Translators: It's not you, it's the author!

Yesterday I had a pleasant surprise: the book I translated (English>Hebrew) last summer, called The Last Summer, has been published, and I got two free copies in the mail! Since most of my work is not in the field of fiction, and I am not used to seeing my name on the title page, it was really neat. I was tickled pink.

Leafing through the book, I was reminded of the tricky bits. The unclear sentences, the glaring grammatical errors. The things that annoyed me as I was working and made me wonder whether the novel had been edited at all, and if so, why had the editor done such a shoddy job.

A few small examples:
1. "She looked over his shoulder, straight past his head, but still he caught the dot in her eye." – Excuse me? What dot?

2. " Riley had her sock feet on the kitchen table…" – Yes, we do understand that she was wearing socks (as opposed to being barefoot or having shoes on) – but that doesn't make it good English.

3. "When she felt joy, Alice stayed small and to the edges."
- I know there's such a thing as poetic license, but... This simply does not strike me as good writing.

4. "I'm having lots of dreams." [Says Riley, who is running a temperature.] "Nice ones?" "Some. All kinds. I don't think I could divide out nice." – Don't tell me this is good English.

3. "She gave him/her a look." – Perfectly legitimate expression. Except when it's overused, and appears without enough context, so there's no way of telling what kind of look it was!

And these examples are mild ones, compared to the more baffling expressions my colleagues have been coping with!

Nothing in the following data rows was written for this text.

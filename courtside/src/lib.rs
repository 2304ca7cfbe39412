//! Natural-language questions about NBA player statistics, answered from
//! the stats provider and narrated by a language model.

pub mod chart;
pub mod config;
pub mod error;
pub mod llm;
pub mod models;
pub mod repository;
pub mod services;
pub mod stats;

More recently, I was helping out Daughter #1 who was translating a novel, English > Hebrew. That novel, which the publisher obviously expected to be a best-seller, suffers mainly from atrociously written dialogue. The writer seems to have made every conceivable mistake that creative-writing workshops try to warn against and nip in the bud. So much worse for this novel, because content-wise it is quite interesting, and the epilogue even made it rather touching. I suspect that the publisher, in the interest of making money fast, figured he could get away with little or no editing, counting on the exotic aspects of the book (the Far East, sex, blondes, men, booze, drugs) to sell the book, regardless of really crappy dialogue and other major stylistic faults. I found it insulting that the publisher assumed that the readers would either not notice or not care about the poor writing and editing, so long as the subject matter was titillating enough.

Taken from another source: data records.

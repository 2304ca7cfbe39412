use thiserror::Error;

#[derive(Error, Debug)]
pub enum CourtsideError {
    #[error("Validation error: {0}")]
    Validation(String),

    #[error("Configuration error: {0}")]
    Config(String),

    #[error("Stats provider error: {0}")]
    Provider(String),

    #[error("HTTP request error: {0}")]
    Http(#[from] reqwest::Error),

    #[error("JSON error: {0}")]
    Json(#[from] serde_json::Error),

    #[error("IO error: {0}")]
    Io(#[from] std::io::Error),

    #[error("URL parse error: {0}")]
    UrlParse(#[from] url::ParseError),

    #[error("LLM error: {0}")]
    Llm(String),

    #[error("LLM unavailable: {0}")]
    LlmUnavailable(String),

    #[error("LLM rate limit exceeded, retry after {retry_after:?} seconds")]
    LlmRateLimit { retry_after: Option<u64> },

    #[error("Worker error: {0}")]
    Worker(String),
}

impl CourtsideError {
    /// Whether the failure came from a collaborator outside the process
    /// (stats provider, language model, network).
    pub fn is_external(&self) -> bool {
        matches!(
            self,
            CourtsideError::Provider(_)
                | CourtsideError::Http(_)
                | CourtsideError::Json(_)
                | CourtsideError::Llm(_)
                | CourtsideError::LlmUnavailable(_)
                | CourtsideError::LlmRateLimit { .. }
        )
    }

    /// Process exit code used by the binary when this error reaches `main`.
    pub fn exit_code(&self) -> i32 {
        match self {
            CourtsideError::Config(_) => 2,
            CourtsideError::Validation(_) => 64,
            _ => 1,
        }
    }
}

pub type Result<T> = std::result::Result<T, CourtsideError>;

#[cfg(test)]
mod tests {
    use super::*;

    #[test]
    fn test_external_classification() {
        assert!(CourtsideError::Provider("boom".to_string()).is_external());
        assert!(CourtsideError::LlmRateLimit { retry_after: None }.is_external());
        assert!(!CourtsideError::Config("missing key".to_string()).is_external());
        assert!(!CourtsideError::Worker("join".to_string()).is_external());
    }

    #[test]
    fn test_exit_codes() {
        assert_eq!(CourtsideError::Config("x".to_string()).exit_code(), 2);
        assert_eq!(CourtsideError::Validation("x".to_string()).exit_code(), 64);
        assert_eq!(CourtsideError::Worker("x".to_string()).exit_code(), 1);
    }

    #[test]
    fn test_display_messages() {
        let error = CourtsideError::LlmRateLimit {
            retry_after: Some(3),
        };
        assert_eq!(
            error.to_string(),
            "LLM rate limit exceeded, retry after Some(3) seconds"
        );
        assert_eq!(
            CourtsideError::Provider("timeout".to_string()).to_string(),
            "Stats provider error: timeout"
        );
    }
}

As we all know from experience, translating poorly written texts, whether in fiction, expository prose, user manuals or whatever, is the bane of our existence; what we call in Hebrew "maka she'lo ktuva ba'tora". But I find it most annoying when it occurs in fiction. When a novel is written by an acclaimed author of whom you've grown to expect good writing, you take the obscure phrase or sentence quite seriously. You question yourself before you question the writer. You give the author credit and try to figure out what the phrase means and why he/she chose to make the meaning ambiguous or obscure. Then you proceed to find the best equivalent. Sometimes it's possible to consult the author, and I am told that in such cases the author is very happy to explain.

But what about Grade B or C novels? Pulp fiction? Sloppily written books, novels by dilettantes, amateurs, untalented wannabe-writers who somehow nonetheless get their stuff published? What are we to do when we come across meaningless babble? As professionals, we of course must do our best. For years I've been telling my colleagues (in my Editor's Letters, in lectures, presentations, and any other opportunity I get) that the GIGO approach doesn't work; it just boomerangs and ruins one's reputation.

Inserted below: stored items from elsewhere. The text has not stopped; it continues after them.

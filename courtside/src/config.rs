use serde::Deserialize;
use std::env;
use std::path::PathBuf;

use crate::error::{CourtsideError, Result};
use crate::models::season;

fn parse_env_or<T: std::str::FromStr>(var: &str, default: T) -> T
where
    T::Err: std::fmt::Display,
{
    match env::var(var) {
        Ok(val) => match val.parse() {
            Ok(parsed) => parsed,
            Err(e) => {
                tracing::warn!("Invalid value '{}' for {}: {}. Using default.", val, var, e);
                default
            }
        },
        Err(_) => default,
    }
}

fn parse_env_opt<T: std::str::FromStr>(var: &str) -> Option<T>
where
    T::Err: std::fmt::Display,
{
    match env::var(var) {
        Ok(val) => match val.parse() {
            Ok(parsed) => Some(parsed),
            Err(e) => {
                tracing::warn!("Invalid value '{}' for {}: {}. Ignoring.", val, var, e);
                None
            }
        },
        Err(_) => None,
    }
}

/// First non-empty value among the given environment variables.
fn env_first(vars: &[&str]) -> Option<String> {
    vars.iter()
        .filter_map(|var| env::var(var).ok())
        .map(|value| value.trim().to_string())
        .find(|value| !value.is_empty())
}

#[derive(Debug, Clone, Deserialize)]
pub struct Config {
    pub llm: LlmConfig,
    pub parser: ParserConfig,
    pub stats: StatsConfig,
    pub pipeline: PipelineConfig,
    pub chart: ChartConfig,
}

/// LLM configuration for chat/completion models
#[derive(Debug, Clone, Deserialize)]
pub struct LlmConfig {
    pub model: String,
    pub api_key: Option<String>,
    pub base_url: Option<String>,
    pub timeout_secs: u64,
    pub max_retries: u32,
    pub temperature: Option<f32>,
}

/// Query parsing: whether the language model may fill fields the heuristics miss.
#[derive(Debug, Clone, Deserialize)]
pub struct ParserConfig {
    pub use_llm: bool,
    pub llm_timeout_secs: u64,
    pub cache_size: usize,
}

#[derive(Debug, Clone, Deserialize)]
pub struct StatsConfig {
    pub base_url: String,
    pub timeout_secs: u64,
    pub max_concurrent_requests: usize,
    /// Optional JSON file holding the player index; the provider is asked otherwise.
    pub roster_path: Option<PathBuf>,
    pub index_season: String,
}

#[derive(Debug, Clone, Deserialize)]
pub struct PipelineConfig {
    pub default_season: String,
    pub history_capacity: usize,
}

#[derive(Debug, Clone, Deserialize)]
pub struct ChartConfig {
    pub output_dir: PathBuf,
}

pub const DEFAULT_LLM_MODEL: &str = "openai/gpt-4o-mini";
pub const DEFAULT_STATS_BASE_URL: &str = "https://stats.nba.com/stats";
pub const DEFAULT_HISTORY_CAPACITY: usize = 100;

impl Default for LlmConfig {
    fn default() -> Self {
        Self {
            model: DEFAULT_LLM_MODEL.to_string(),
            api_key: None,
            base_url: None,
            timeout_secs: 30,
            max_retries: 0,
            temperature: None,
        }
    }
}

impl Default for ParserConfig {
    fn default() -> Self {
        Self {
            use_llm: false,
            llm_timeout_secs: 5,
            cache_size: 256,
        }
    }
}

impl Default for StatsConfig {
    fn default() -> Self {
        Self {
            base_url: DEFAULT_STATS_BASE_URL.to_string(),
            timeout_secs: 30,
            max_concurrent_requests: 4,
            roster_path: None,
            index_season: season::CURRENT_SEASON.to_string(),
        }
    }
}

impl Default for PipelineConfig {
    fn default() -> Self {
        Self {
            default_season: season::CURRENT_SEASON.to_string(),
            history_capacity: DEFAULT_HISTORY_CAPACITY,
        }
    }
}

impl Default for ChartConfig {
    fn default() -> Self {
        Self {
            output_dir: PathBuf::from("charts"),
        }
    }
}

impl Config {
    /// Build the configuration from environment variables, falling back to
    /// defaults for anything unset or unparsable.
    pub fn from_env() -> Self {
        let llm_defaults = LlmConfig::default();
        let parser_defaults = ParserConfig::default();
        let stats_defaults = StatsConfig::default();
        let pipeline_defaults = PipelineConfig::default();
        let chart_defaults = ChartConfig::default();

        Self {
            llm: LlmConfig {
                model: env_first(&["LLM_MODEL"]).unwrap_or(llm_defaults.model),
                api_key: env_first(&["LLM_API_KEY", "OPENAI_API_KEY"]),
                base_url: env_first(&["LLM_BASE_URL"]),
                timeout_secs: parse_env_or("LLM_TIMEOUT", llm_defaults.timeout_secs),
                max_retries: parse_env_or("LLM_MAX_RETRIES", llm_defaults.max_retries),
                temperature: parse_env_opt("LLM_TEMPERATURE"),
            },
            parser: ParserConfig {
                use_llm: parse_env_or("PARSER_USE_LLM", parser_defaults.use_llm),
                llm_timeout_secs: parse_env_or(
                    "PARSER_LLM_TIMEOUT_SECS",
                    parser_defaults.llm_timeout_secs,
                ),
                cache_size: parse_env_or("PARSER_CACHE_SIZE", parser_defaults.cache_size),
            },
            stats: StatsConfig {
                base_url: env_first(&["STATS_BASE_URL"]).unwrap_or(stats_defaults.base_url),
                timeout_secs: parse_env_or("STATS_TIMEOUT", stats_defaults.timeout_secs),
                max_concurrent_requests: parse_env_or(
                    "STATS_MAX_CONCURRENT_REQUESTS",
                    stats_defaults.max_concurrent_requests,
                ),
                roster_path: env_first(&["STATS_ROSTER_PATH"]).map(PathBuf::from),
                index_season: env_first(&["STATS_INDEX_SEASON"])
                    .unwrap_or(stats_defaults.index_season),
            },
            pipeline: PipelineConfig {
                default_season: env_first(&["PIPELINE_DEFAULT_SEASON"])
                    .unwrap_or(pipeline_defaults.default_season),
                history_capacity: parse_env_or(
                    "HISTORY_CAPACITY",
                    pipeline_defaults.history_capacity,
                ),
            },
            chart: ChartConfig {
                output_dir: env_first(&["CHART_OUTPUT_DIR"])
                    .map(PathBuf::from)
                    .unwrap_or(chart_defaults.output_dir),
            },
        }
    }

    /// Reject configurations the process cannot start with.
    pub fn validate(&self) -> Result<()> {
        let (provider, _) = parse_llm_provider_model(&self.llm.model);
        if requires_api_key(provider) && self.llm.api_key.is_none() {
            return Err(CourtsideError::Config(format!(
                "LLM_API_KEY (or OPENAI_API_KEY) must be set for model '{}'",
                self.llm.model
            )));
        }

        if self.pipeline.history_capacity == 0 {
            return Err(CourtsideError::Config(
                "HISTORY_CAPACITY must be greater than zero".to_string(),
            ));
        }

        if self.stats.max_concurrent_requests == 0 {
            return Err(CourtsideError::Config(
                "STATS_MAX_CONCURRENT_REQUESTS must be greater than zero".to_string(),
            ));
        }

        match url::Url::parse(&self.stats.base_url) {
            Ok(url) if matches!(url.scheme(), "http" | "https") => {}
            Ok(url) => {
                return Err(CourtsideError::Config(format!(
                    "STATS_BASE_URL must be an http(s) URL, got scheme '{}'",
                    url.scheme()
                )));
            }
            Err(e) => {
                return Err(CourtsideError::Config(format!(
                    "STATS_BASE_URL is not a valid URL ('{}'): {e}",
                    self.stats.base_url
                )));
            }
        }

        for (var, label) in [
            ("PIPELINE_DEFAULT_SEASON", &self.pipeline.default_season),
            ("STATS_INDEX_SEASON", &self.stats.index_season),
        ] {
            if !season::is_season_label(label) {
                return Err(CourtsideError::Config(format!(
                    "{var} must look like 2024-25, got '{label}'"
                )));
            }
        }

        Ok(())
    }
}

/// Known LLM providers that use OpenAI-compatible APIs
pub const KNOWN_LLM_PROVIDERS: &[&str] = &["openai", "openrouter", "ollama", "lmstudio"];

/// Parse an LLM model name into (provider, model) tuple.
pub fn parse_llm_provider_model(model: &str) -> (&str, &str) {
    if let Some((prefix, rest)) = model.split_once('/') {
        let prefix_lower = prefix.to_lowercase();
        if KNOWN_LLM_PROVIDERS.contains(&prefix_lower.as_str()) {
            return (prefix, rest);
        }
    }
    // Default to treating the whole string as a local model
    ("local", model)
}

/// Local runtimes accept requests without a credential.
pub fn requires_api_key(provider: &str) -> bool {
    !matches!(
        provider.to_lowercase().as_str(),
        "ollama" | "local" | "lmstudio"
    )
}

#[cfg(test)]
mod tests {
    use super::*;

    fn valid_config() -> Config {
        Config {
            llm: LlmConfig {
                api_key: Some("sk-test".to_string()),
                ..LlmConfig::default()
            },
            parser: ParserConfig::default(),
            stats: StatsConfig::default(),
            pipeline: PipelineConfig::default(),
            chart: ChartConfig::default(),
        }
    }

    #[test]
    fn test_defaults() {
        let config = valid_config();
        assert_eq!(config.llm.model, "openai/gpt-4o-mini");
        assert_eq!(config.llm.max_retries, 0);
        assert_eq!(config.pipeline.default_season, "2024-25");
        assert_eq!(config.pipeline.history_capacity, 100);
        assert_eq!(config.stats.base_url, "https://stats.nba.com/stats");
        assert!(!config.parser.use_llm);
    }

    #[test]
    fn test_validate_accepts_defaults_with_key() {
        assert!(valid_config().validate().is_ok());
    }

    #[test]
    fn test_validate_requires_key_for_hosted_provider() {
        let mut config = valid_config();
        config.llm.api_key = None;

        let err = config.validate().unwrap_err();
        assert!(matches!(err, CourtsideError::Config(_)));
        assert!(err.to_string().contains("LLM_API_KEY"));
    }

    #[test]
    fn test_validate_allows_local_provider_without_key() {
        let mut config = valid_config();
        config.llm.api_key = None;
        config.llm.model = "ollama/llama3.2".to_string();

        assert!(config.validate().is_ok());
    }

    #[test]
    fn test_validate_rejects_zero_history_capacity() {
        let mut config = valid_config();
        config.pipeline.history_capacity = 0;
        assert!(config.validate().is_err());
    }

    #[test]
    fn test_validate_rejects_malformed_default_season() {
        let mut config = valid_config();
        config.pipeline.default_season = "2024".to_string();
        assert!(config.validate().is_err());
    }

    #[test]
    fn test_validate_rejects_unusable_stats_base_url() {
        let mut config = valid_config();

        config.stats.base_url = "stats.nba.com/stats".to_string();
        let err = config.validate().unwrap_err();
        assert!(matches!(err, CourtsideError::Config(_)));
        assert!(err.to_string().contains("STATS_BASE_URL"));
        assert_eq!(err.exit_code(), 2);

        config.stats.base_url = "ftp://stats.nba.com".to_string();
        assert!(matches!(config.validate(), Err(CourtsideError::Config(_))));

        config.stats.base_url = "http://127.0.0.1:9000/stats/".to_string();
        assert!(config.validate().is_ok());
    }

    #[test]
    fn test_parse_llm_provider_model() {
        assert_eq!(
            parse_llm_provider_model("openrouter/anthropic/claude-3.5-sonnet"),
            ("openrouter", "anthropic/claude-3.5-sonnet")
        );
        assert_eq!(
            parse_llm_provider_model("unknown/model-name"),
            ("local", "unknown/model-name")
        );
    }
}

Nonetheless, I think some translators exhibit too much misplaced respect for the printed word.

I expect some to come down on me like a ton of bricks for making the above statement. But I stand by my words. C'mon guys, admit it: some texts are simply badly written. We all occasionally come across pretentious, obscure phrases that don't mean anything. The writer may have had something very specific in mind, or not. We will never know, because he/she did not communicate it properly.

Again: First you make sure that it's not you, it's the writer. So you consult your native-speaking friends and you post questions to translators' lists. In the case of unintelligible gobbledygook, opinions will vary vastly. As I said above, when the writer is Henry James, you give him the benefit of the doubt. Ah, you say, he made this sentence ambiguous on purpose, because he wanted the reader to see that Mr. Highbrow could have understood it to mean xxx while Miss Prettyface might have understood it to mean yyy. But when the novel is by an as-yet unknown quantity (or worse, by a Known Previous Offender) you have got to trust your own better judgment.

Good luck!

2 comments:

N K said...

Hear, hear!
How could anyone of us disagree w/ what you wrote? I've translated stuff from people who really are Hebrew language experts. Really. I'm not being sarcastic here. I know one of them personally. But when it comes to writing clearly.....Fuggedaboutit!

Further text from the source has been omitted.